Being Thursday, it is yoga day, and always a favorite perp sponsored event, all that spine flexing and twisting. Plus I get a little snippet on their methods as to who is placed where, and wearing what colors. And of course I get nonstop plasma and maser beams to watch flitting about the room, often projected from yoga mat edges in parallel, and beams projecting off the lights, as if it was a beam source as well.

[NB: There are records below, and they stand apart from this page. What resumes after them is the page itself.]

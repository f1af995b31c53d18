use std::io::ErrorKind;
use std::path::PathBuf;
use std::time::Duration;

use async_trait::async_trait;
use serde::Serialize;
use tokio::process::Command;
use tracing::{debug, info, warn};

use super::probe_timeout;
use crate::config::AiServiceSettings;

#[derive(Clone, Debug, PartialEq, Eq, Serialize)]
#[serde(tag = "status", rename_all = "snake_case")]
pub enum AcceleratorStatus {
    /// The runtime query tool itself is missing.
    NotInstalled,
    Unavailable { reason: String },
    Available { device_count: usize },
}

/// Answers whether CUDA devices can be used by this process.
#[async_trait]
pub trait AcceleratorRuntime: Send + Sync {
    fn name(&self) -> &str;

    async fn query(&self, timeout: Duration) -> AcceleratorStatus;
}

/// Queries the NVIDIA driver through `nvidia-smi -L`.
#[derive(Clone, Debug)]
pub struct NvidiaSmi {
    program: PathBuf,
}

impl Default for NvidiaSmi {
    fn default() -> Self {
        Self::new("nvidia-smi")
    }
}

impl NvidiaSmi {
    pub fn new(program: impl Into<PathBuf>) -> Self {
        Self { program: program.into() }
    }
}

#[async_trait]
impl AcceleratorRuntime for NvidiaSmi {
    fn name(&self) -> &str {
        "nvidia-smi"
    }

    async fn query(&self, timeout: Duration) -> AcceleratorStatus {
        let output = Command::new(&self.program)
            .arg("-L")
            .kill_on_drop(true)
            .output();

        let output = match tokio::time::timeout(timeout, output).await {
            Err(_) => {
                return AcceleratorStatus::Unavailable {
                    reason: format!("no answer within {}s", timeout.as_secs()),
                };
            }
            Ok(Err(e)) if e.kind() == ErrorKind::NotFound => return AcceleratorStatus::NotInstalled,
            Ok(Err(e)) => return AcceleratorStatus::Unavailable { reason: e.to_string() },
            Ok(Ok(output)) => output,
        };

        if !output.status.success() {
            let stderr = String::from_utf8_lossy(&output.stderr).trim().to_string();
            return AcceleratorStatus::Unavailable {
                reason: if stderr.is_empty() { output.status.to_string() } else { stderr },
            };
        }

        match count_listed_gpus(&String::from_utf8_lossy(&output.stdout)) {
            0 => AcceleratorStatus::Unavailable {
                reason: "no devices listed".to_string(),
            },
            device_count => AcceleratorStatus::Available { device_count },
        }
    }
}

/// Counts `GPU <n>: ...` lines in `nvidia-smi -L` output.
pub fn count_listed_gpus(stdout: &str) -> usize {
    stdout
        .lines()
        .filter(|line| line.trim_start().starts_with("GPU "))
        .count()
}

#[derive(Clone, Debug, PartialEq, Eq)]
pub struct AcceleratorProbe {
    pub ok: bool,
    /// `None` when the configured device never needs the accelerator.
    pub status: Option<AcceleratorStatus>,
}

/// Checks accelerator availability when the configured device is `cuda` or `auto`.
/// Other devices need no probe and always report true.
pub async fn probe_accelerator(
    settings: &AiServiceSettings,
    runtime: &dyn AcceleratorRuntime,
) -> AcceleratorProbe {
    let device = settings.hardware.device;
    if !device.wants_accelerator() {
        debug!(device = %device, "Device does not need an accelerator check");
        return AcceleratorProbe { ok: true, status: None };
    }

    let status = runtime.query(probe_timeout(settings)).await;
    let ok = match &status {
        AcceleratorStatus::Available { device_count } => {
            info!(runtime = runtime.name(), "CUDA available with {} GPU(s)", device_count);
            true
        }
        AcceleratorStatus::Unavailable { reason } => {
            warn!(device = %device, reason = %reason, "CUDA requested but not available, falling back to CPU");
            false
        }
        AcceleratorStatus::NotInstalled => {
            warn!(runtime = runtime.name(), "CUDA runtime not installed, cannot check CUDA");
            false
        }
    };

    AcceleratorProbe { ok, status: Some(status) }
}
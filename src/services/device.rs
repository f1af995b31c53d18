use std::fmt;

use serde::Serialize;
use tracing::{info, warn};

use super::probes::AcceleratorStatus;
use crate::config::{AiServiceSettings, DeviceType};

pub const CUDA_VISIBLE_DEVICES: &str = "CUDA_VISIBLE_DEVICES";

/// The device inference will actually run on.
#[derive(Clone, Debug, PartialEq, Eq, Serialize)]
#[serde(tag = "kind", rename_all = "lowercase")]
pub enum ActiveDevice {
    Cpu,
    Cuda { visible_devices: String },
    Mps,
}

impl fmt::Display for ActiveDevice {
    fn fmt(&self, f: &mut fmt::Formatter<'_>) -> fmt::Result {
        match self {
            ActiveDevice::Cpu => write!(f, "cpu"),
            ActiveDevice::Cuda { visible_devices } => write!(f, "cuda ({})", visible_devices),
            ActiveDevice::Mps => write!(f, "mps"),
        }
    }
}

/// Resolves the configured device against what the accelerator probe found.
///
/// `cuda` and `auto` both need an available accelerator and fall back to CPU otherwise.
pub fn select_active_device(
    settings: &AiServiceSettings,
    status: Option<&AcceleratorStatus>,
) -> ActiveDevice {
    let configured = settings.hardware.device;
    match configured {
        DeviceType::Cpu => ActiveDevice::Cpu,
        DeviceType::Mps => ActiveDevice::Mps,
        DeviceType::Cuda | DeviceType::Auto => match status {
            Some(AcceleratorStatus::Available { .. }) => ActiveDevice::Cuda {
                visible_devices: settings.hardware.cuda_visible_devices.clone(),
            },
            _ => {
                if configured == DeviceType::Cuda {
                    warn!("DEVICE=cuda but no usable accelerator, running on CPU");
                }
                ActiveDevice::Cpu
            }
        },
    }
}

/// Publishes the selected CUDA devices to the process environment.
///
/// This is the only process-wide mutation done at startup. It must run before
/// anything spawns a thread, including the DNS lookups of the network probes,
/// which tokio hands to its blocking pool.
pub fn apply_active_device(device: &ActiveDevice) {
    if let ActiveDevice::Cuda { visible_devices } = device {
        // SAFETY: startup calls this once on the current_thread runtime, after the
        // accelerator query (a child process, no extra thread) and before any network
        // probe, so no other thread of this process exists yet.
        unsafe {
            std::env::set_var(CUDA_VISIBLE_DEVICES, visible_devices);
        }
        info!(visible_devices = %visible_devices, "Set {}", CUDA_VISIBLE_DEVICES);
    }
}

#[cfg(test)]
mod tests {
    use super::*;
    use crate::config::EnvSource;
    use pretty_assertions::assert_eq;

    fn settings(pairs: &[(&str, &str)]) -> AiServiceSettings {
        AiServiceSettings::from_source(&EnvSource::from_pairs(pairs.iter().copied())).unwrap()
    }

    #[test]
    fn test_cpu_and_mps_ignore_probe() {
        let available = AcceleratorStatus::Available { device_count: 1 };
        assert_eq!(
            select_active_device(&settings(&[("DEVICE", "cpu")]), Some(&available)),
            ActiveDevice::Cpu
        );
        assert_eq!(select_active_device(&settings(&[("DEVICE", "mps")]), None), ActiveDevice::Mps);
    }

    #[test]
    fn test_available_accelerator_uses_configured_devices() {
        let available = AcceleratorStatus::Available { device_count: 4 };
        let settings = settings(&[("DEVICE", "auto"), ("CUDA_VISIBLE_DEVICES", "0,2")]);
        assert_eq!(
            select_active_device(&settings, Some(&available)),
            ActiveDevice::Cuda { visible_devices: "0,2".to_string() }
        );
    }

    #[test]
    fn test_falls_back_to_cpu() {
        let unavailable = AcceleratorStatus::Unavailable { reason: "driver".to_string() };
        for device in ["cuda", "auto"] {
            let settings = settings(&[("DEVICE", device)]);
            assert_eq!(select_active_device(&settings, Some(&unavailable)), ActiveDevice::Cpu);
            assert_eq!(
                select_active_device(&settings, Some(&AcceleratorStatus::NotInstalled)),
                ActiveDevice::Cpu
            );
        }
    }

    #[test]
    fn test_cpu_device_leaves_environment_alone() {
        let before = std::env::var_os(CUDA_VISIBLE_DEVICES);
        apply_active_device(&ActiveDevice::Cpu);
        assert_eq!(std::env::var_os(CUDA_VISIBLE_DEVICES), before);
    }
}
//! Field validators for values that need more than a type and a range.
//!
//! Each validator takes the raw (already trimmed) string and returns the reason
//! for rejecting it. The schema wraps the reason into a `FieldError`.

use once_cell::sync::Lazy;
use regex::Regex;
use std::collections::HashSet;
use url::Url;

/// Audio container formats the generation pipelines can ingest
pub static SUPPORTED_AUDIO_FORMATS: Lazy<HashSet<&'static str>> = Lazy::new(|| {
    ["mp3", "wav", "m4a", "flac", "ogg", "aac"]
        .iter()
        .copied()
        .collect()
});

/// Schemes accepted for DATABASE_URL
pub const DATABASE_URL_SCHEMES: &[&str] = &["postgresql", "postgres"];

static SIZE_PATTERN: Lazy<Regex> =
    Lazy::new(|| Regex::new(r"(?i)^(\d+(?:\.\d+)?)(B|KB|MB|GB|TB)$").unwrap());

pub type Check = fn(&str) -> Result<(), String>;

fn split_list(value: &str) -> impl Iterator<Item = &str> {
    value.split(',').map(str::trim)
}

/// Every comma-separated origin must be an http(s) origin.
pub fn validate_origins(value: &str) -> Result<(), String> {
    for origin in split_list(value) {
        if !(origin.starts_with("http://") || origin.starts_with("https://")) {
            return Err(format!("Invalid origin format: {}", origin));
        }
    }
    Ok(())
}

/// Every comma-separated format must be a supported audio format (case-insensitive).
pub fn validate_audio_formats(value: &str) -> Result<(), String> {
    for format in split_list(value) {
        let normalized = format.to_ascii_lowercase();
        if !SUPPORTED_AUDIO_FORMATS.contains(normalized.as_str()) {
            return Err(format!("Unsupported audio format: {}", normalized));
        }
    }
    Ok(())
}

/// Sizes are `<number><unit>` with unit in B, KB, MB, GB, TB (e.g. `100MB`, `1.5gb`).
pub fn validate_size_format(value: &str) -> Result<(), String> {
    if SIZE_PATTERN.is_match(value) {
        Ok(())
    } else {
        Err(format!("Invalid size format: {}", value))
    }
}

pub fn validate_redis_url(value: &str) -> Result<(), String> {
    match Url::parse(value) {
        Ok(url) if url.scheme() == "redis" => Ok(()),
        _ => Err("Redis URL must start with 'redis://'".to_string()),
    }
}

pub fn validate_database_url(value: &str) -> Result<(), String> {
    match Url::parse(value) {
        Ok(url) if DATABASE_URL_SCHEMES.contains(&url.scheme()) => Ok(()),
        _ => Err("Database URL must use postgresql:// scheme".to_string()),
    }
}

/// Absolute URL with a host, so `mailto:` style values are refused.
pub fn validate_url(value: &str) -> Result<(), String> {
    let url = Url::parse(value).map_err(|e| format!("Invalid URL: {}", e))?;
    if url.host().is_none() {
        return Err("URL must include a host".to_string());
    }
    Ok(())
}

/// Converts a size string such as `8GB` into bytes using binary multiples.
pub fn parse_size_to_bytes(value: &str) -> Result<u64, String> {
    let captures = SIZE_PATTERN
        .captures(value.trim())
        .ok_or_else(|| format!("Invalid size format: {}", value))?;

    let number: f64 = captures[1]
        .parse()
        .map_err(|_| format!("Invalid size format: {}", value))?;

    let multiplier: u64 = match captures[2].to_ascii_uppercase().as_str() {
        "B" => 1,
        "KB" => 1024,
        "MB" => 1024 * 1024,
        "GB" => 1024 * 1024 * 1024,
        "TB" => 1024 * 1024 * 1024 * 1024,
        _ => return Err(format!("Invalid size format: {}", value)),
    };

    Ok((number * multiplier as f64) as u64)
}

/// Accepts the usual truthy/falsy spellings, case-insensitively.
pub fn parse_bool(value: &str) -> Result<bool, String> {
    match value.trim().to_ascii_lowercase().as_str() {
        "true" | "1" | "yes" | "on" | "t" | "y" => Ok(true),
        "false" | "0" | "no" | "off" | "f" | "n" => Ok(false),
        _ => Err(format!("'{}' is not a valid boolean", value)),
    }
}

/// Splits a comma-separated list, dropping empty entries.
pub fn parse_list(value: &str) -> Vec<String> {
    split_list(value)
        .filter(|item| !item.is_empty())
        .map(str::to_string)
        .collect()
}
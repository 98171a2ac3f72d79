//! LLM providers and client types
//!
//! Provides a unified interface over the OpenAI and Azure OpenAI backends:
//! chat completion with tool calling, image generation, speech synthesis and
//! speech transcription.

mod http_utils;
mod openai_compat;
/// Implementations of specific LLM providers
pub mod providers;
/// Tool declarations offered to the model
pub mod tools;

use std::path::Path;
use std::sync::Arc;

use serde::{Deserialize, Serialize};
use thiserror::Error;
use tracing::info;

use crate::config::{ProviderCredentials, Settings};

pub use http_utils::create_http_client;

/// Errors that can occur during LLM operations
#[derive(Debug, Error)]
pub enum LlmError {
    /// Error returned by the provider's API
    #[error("API error: {0}")]
    ApiError(String),
    /// Error during network communication
    #[error("Network error: {0}")]
    NetworkError(String),
    /// Error during JSON serialization or deserialization
    #[error("JSON error: {0}")]
    JsonError(String),
    /// Missing provider configuration or API key
    #[error("Missing client/API key: {0}")]
    MissingConfig(String),
    /// Local file error while staging media
    #[error("IO error: {0}")]
    Io(#[from] std::io::Error),
    /// Any other unexpected error
    #[error("Unknown error: {0}")]
    Unknown(String),
}

/// Role of a prompt message author
#[derive(Debug, Clone, Copy, PartialEq, Eq, Serialize, Deserialize)]
#[serde(rename_all = "lowercase")]
pub enum Role {
    /// System prompt
    System,
    /// Human participant
    User,
    /// The model (or the bot speaking on its behalf)
    Assistant,
}

/// Image reference inside a multimodal message
#[derive(Debug, Clone, PartialEq, Eq, Serialize, Deserialize)]
pub struct ImageUrl {
    /// Remote URL or `data:` URI
    pub url: String,
}

/// One part of a multimodal message
#[derive(Debug, Clone, PartialEq, Eq, Serialize, Deserialize)]
#[serde(tag = "type", rename_all = "snake_case")]
pub enum ContentPart {
    /// Plain text
    Text {
        /// Text body
        text: String,
    },
    /// Embedded or linked image
    ImageUrl {
        /// Image location
        image_url: ImageUrl,
    },
}

/// Message content: either plain text or a list of parts
#[derive(Debug, Clone, PartialEq, Eq, Serialize, Deserialize)]
#[serde(untagged)]
pub enum MessageContent {
    /// Plain text content
    Text(String),
    /// Multimodal content
    Parts(Vec<ContentPart>),
}

/// A message in a provider prompt
#[derive(Debug, Clone, PartialEq, Eq, Serialize, Deserialize)]
pub struct PromptMessage {
    /// Author role
    pub role: Role,
    /// Message body
    pub content: MessageContent,
}

impl PromptMessage {
    /// Create a new system message
    #[must_use]
    pub fn system(content: &str) -> Self {
        Self {
            role: Role::System,
            content: MessageContent::Text(content.to_string()),
        }
    }

    /// Create a new user message
    #[must_use]
    pub fn user(content: &str) -> Self {
        Self {
            role: Role::User,
            content: MessageContent::Text(content.to_string()),
        }
    }

    /// Create a user message carrying text and one image
    #[must_use]
    pub fn user_with_image(text: &str, image_url: String) -> Self {
        Self {
            role: Role::User,
            content: MessageContent::Parts(vec![
                ContentPart::Text {
                    text: text.to_string(),
                },
                ContentPart::ImageUrl {
                    image_url: ImageUrl { url: image_url },
                },
            ]),
        }
    }

    /// Create a new assistant message
    #[must_use]
    pub fn assistant(content: &str) -> Self {
        Self {
            role: Role::Assistant,
            content: MessageContent::Text(content.to_string()),
        }
    }
}

/// Tool definition for LLM function calling
#[derive(Debug, Clone, Serialize)]
pub struct ToolDefinition {
    /// Name of the tool
    pub name: String,
    /// Description of what the tool does
    pub description: String,
    /// JSON schema for tool parameters
    pub parameters: serde_json::Value,
}

/// Tool call from LLM response
#[derive(Debug, Clone, PartialEq, Eq, Serialize, Deserialize)]
pub struct ToolCall {
    /// Unique identifier for the tool call
    pub id: String,
    /// Function to be called
    pub function: ToolCallFunction,
}

impl ToolCall {
    /// Convenience constructor
    #[must_use]
    pub fn new(id: &str, name: &str, arguments: &str) -> Self {
        Self {
            id: id.to_string(),
            function: ToolCallFunction {
                name: name.to_string(),
                arguments: arguments.to_string(),
            },
        }
    }
}

/// Function details within a tool call
#[derive(Debug, Clone, PartialEq, Eq, Serialize, Deserialize)]
pub struct ToolCallFunction {
    /// Name of the function being called
    pub name: String,
    /// Arguments for the function call (JSON string)
    pub arguments: String,
}

/// Chat response that may include tool calls
#[derive(Debug, Clone, Default)]
pub struct ChatResponse {
    /// Optional text content of the response
    pub content: Option<String>,
    /// List of tool calls requested by the model
    pub tool_calls: Vec<ToolCall>,
    /// Reason why the model stopped generating
    pub finish_reason: String,
}

/// Pixel dimensions accepted by the image generation endpoint
#[derive(Debug, Clone, Copy, PartialEq, Eq, Default)]
pub enum ImageSize {
    /// 1024x1024
    #[default]
    Square,
    /// 1024x1792
    Portrait,
    /// 1792x1024
    Landscape,
}

impl ImageSize {
    /// Map a tool argument label to a size. Unknown or missing labels
    /// fall back to square.
    ///
    /// # Examples
    ///
    /// ```
    /// use multimodal_slack_bot::llm::ImageSize;
    /// assert_eq!(ImageSize::from_label(Some("portrait")).dimensions(), "1024x1792");
    /// assert_eq!(ImageSize::from_label(None).dimensions(), "1024x1024");
    /// ```
    #[must_use]
    pub fn from_label(label: Option<&str>) -> Self {
        match label {
            Some("portrait") => Self::Portrait,
            Some("landscape") => Self::Landscape,
            _ => Self::Square,
        }
    }

    /// Dimensions string sent to the provider
    #[must_use]
    pub const fn dimensions(self) -> &'static str {
        match self {
            Self::Square => "1024x1024",
            Self::Portrait => "1024x1792",
            Self::Landscape => "1792x1024",
        }
    }
}

/// Interface for all LLM providers
#[cfg_attr(test, mockall::automock)]
#[async_trait::async_trait]
pub trait AiProvider: Send + Sync {
    /// Short provider name used in logs
    fn name(&self) -> &'static str;

    /// Chat completion with tool calling, `tool_choice` left to the model
    async fn chat_with_tools(
        &self,
        model_id: &str,
        messages: &[PromptMessage],
        tools: &[ToolDefinition],
    ) -> Result<ChatResponse, LlmError>;

    /// Generate one image and return its URL
    async fn generate_image(
        &self,
        model_id: &str,
        prompt: &str,
        size: ImageSize,
    ) -> Result<String, LlmError>;

    /// Stream synthesized speech into `destination`
    async fn synthesize_speech(
        &self,
        model_id: &str,
        voice: &str,
        input: &str,
        destination: &Path,
    ) -> Result<(), LlmError>;

    /// Transcribe the audio file at `audio_path` into plain text
    async fn transcribe_audio(&self, model_id: &str, audio_path: &Path)
        -> Result<String, LlmError>;
}

/// Create the provider matching the configured credentials.
///
/// # Errors
///
/// Returns `LlmError::MissingConfig` if no usable credentials are configured.
pub fn create_provider(settings: &Settings) -> Result<Arc<dyn AiProvider>, LlmError> {
    let credentials = settings
        .provider_credentials()
        .map_err(|e| LlmError::MissingConfig(e.to_string()))?;
    let http_client = http_utils::create_http_client(settings.http_timeout_secs);

    let provider: Arc<dyn AiProvider> = match credentials {
        ProviderCredentials::OpenAi { api_key, api_base } => {
            info!("Running with OpenAI");
            Arc::new(providers::OpenAiProvider::new(http_client, api_key, api_base))
        }
        ProviderCredentials::Azure {
            api_key,
            endpoint,
            api_version,
        } => {
            info!("Running with Azure OpenAI");
            Arc::new(providers::AzureOpenAiProvider::new(
                http_client,
                api_key,
                endpoint,
                api_version,
            ))
        }
    };
    Ok(provider)
}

But the perps pulled an unexpected surprise on me by having a negro woman as a yoga class member to start for the first time today, and lo, if she wasn't arranged to be right beside me. This was inside, in a dimly lit room, and here she was with freaking shades on! In any event, she was beside me in her navy blue with white striped stocking feet, and after about three minutes, and before any real poses began, she gets up, collects her coat and takes off for good. This should not be any surprise to me because of at least a year ago the perps were always pulling their negro gangstalkers off the bus in two or less stops. They wouldn't keep them on for more than a minute or two in my presence. And so it would seem this is the case, as well as building up a energetic interaction profile at yoga. There would of been residual energies left by her on the maroon colored mat, and it would seem that the perps need to get a handle on this before they have the woman come back for longer durations. That is my read on it, because they now will run negroes around me on the bus for 20 minutes or more, even in the seat behind me.

And the color of the yoga mats is always important, and today I got snookered into the purple one when I wanted the light violet one. They don't allow me to use the deep maroon color or the olive green (military) color. Anyhow, I get on my mat and start doing some warm ups and everyone sits in the chairs for whatever reason. Another class member comes in and is wearing a Tshirt the same color as my yoga mat. Then the instructor comes in and is again, wearing a same purple colored shirt under her black shirt. (A 4" band of the purple shirt is showing). No big deal, but it is an example of how things are so tightly coordinated as to colors, who wears them and the rest of the things they arrange around me.

The navy blue color seemed to be predominant at yoga today, coats and shirts, and it might be that I did a nut shave last night with a navy blue razor, always of noisestalking interest when applying it. I suspect there are many residual color interactions they are still attempting to quantify, and can pick these colors off me in some remotely applied way. I have yet to understand why they are so wrapped up with the color of everything I eat, wear, touch, and see, but it must be a daunting challenge, as it is closing in on seven years of this abusive fuckery this month. It could of all been done in months if they had cooperation, but they decided to make it more difficult by doing this remotely with all the bone-headed stunts that go on around me. I just don't get it.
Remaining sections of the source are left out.